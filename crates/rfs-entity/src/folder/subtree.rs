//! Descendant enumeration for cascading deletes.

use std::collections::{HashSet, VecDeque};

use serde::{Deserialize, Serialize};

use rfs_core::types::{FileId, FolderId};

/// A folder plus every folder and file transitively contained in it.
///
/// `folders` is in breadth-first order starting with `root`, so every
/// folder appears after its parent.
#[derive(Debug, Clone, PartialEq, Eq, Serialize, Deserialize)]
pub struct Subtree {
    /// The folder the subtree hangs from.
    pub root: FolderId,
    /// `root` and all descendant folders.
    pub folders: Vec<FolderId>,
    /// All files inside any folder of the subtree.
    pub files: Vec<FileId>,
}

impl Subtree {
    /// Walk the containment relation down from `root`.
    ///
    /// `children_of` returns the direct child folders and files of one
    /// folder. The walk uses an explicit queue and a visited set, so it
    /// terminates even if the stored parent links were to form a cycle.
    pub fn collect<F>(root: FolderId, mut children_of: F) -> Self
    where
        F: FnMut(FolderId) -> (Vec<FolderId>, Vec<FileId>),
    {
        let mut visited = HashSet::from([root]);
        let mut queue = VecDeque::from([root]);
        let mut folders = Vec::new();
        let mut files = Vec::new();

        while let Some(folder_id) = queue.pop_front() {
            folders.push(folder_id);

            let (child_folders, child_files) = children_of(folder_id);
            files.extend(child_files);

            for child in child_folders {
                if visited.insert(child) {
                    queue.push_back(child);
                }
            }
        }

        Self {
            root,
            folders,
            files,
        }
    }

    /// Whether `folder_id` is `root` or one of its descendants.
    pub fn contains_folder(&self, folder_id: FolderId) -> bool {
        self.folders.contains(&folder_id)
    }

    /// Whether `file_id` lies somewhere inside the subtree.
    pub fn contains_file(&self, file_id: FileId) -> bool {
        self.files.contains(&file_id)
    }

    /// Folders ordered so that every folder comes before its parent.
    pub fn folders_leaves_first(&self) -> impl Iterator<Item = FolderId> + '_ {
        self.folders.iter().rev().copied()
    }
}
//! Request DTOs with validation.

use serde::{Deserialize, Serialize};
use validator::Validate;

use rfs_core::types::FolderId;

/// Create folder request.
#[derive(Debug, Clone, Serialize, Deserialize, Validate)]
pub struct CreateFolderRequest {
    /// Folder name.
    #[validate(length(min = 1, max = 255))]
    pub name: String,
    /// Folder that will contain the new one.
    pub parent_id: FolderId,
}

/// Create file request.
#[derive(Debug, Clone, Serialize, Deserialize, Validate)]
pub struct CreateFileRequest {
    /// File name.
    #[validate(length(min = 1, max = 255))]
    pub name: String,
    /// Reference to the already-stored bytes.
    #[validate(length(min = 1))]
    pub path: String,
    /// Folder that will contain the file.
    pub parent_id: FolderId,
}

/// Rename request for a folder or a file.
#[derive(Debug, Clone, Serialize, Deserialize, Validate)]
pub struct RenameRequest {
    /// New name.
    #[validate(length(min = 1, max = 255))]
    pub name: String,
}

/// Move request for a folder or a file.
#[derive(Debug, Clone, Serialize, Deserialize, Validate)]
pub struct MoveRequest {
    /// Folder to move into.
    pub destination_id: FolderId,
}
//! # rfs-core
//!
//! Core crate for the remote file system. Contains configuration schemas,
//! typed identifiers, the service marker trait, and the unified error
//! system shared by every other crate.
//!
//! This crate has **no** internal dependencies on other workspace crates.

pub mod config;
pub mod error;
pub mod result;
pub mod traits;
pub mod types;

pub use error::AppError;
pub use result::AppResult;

> **Your goal**
Set out exactly the run of lines that begins at the line holding "pub mod error;" and ends at the last line of the data.

> **Exercise output**
pub mod error;
pub mod result;
pub mod traits;
pub mod types;

pub use error::AppError;
pub use result::AppResult;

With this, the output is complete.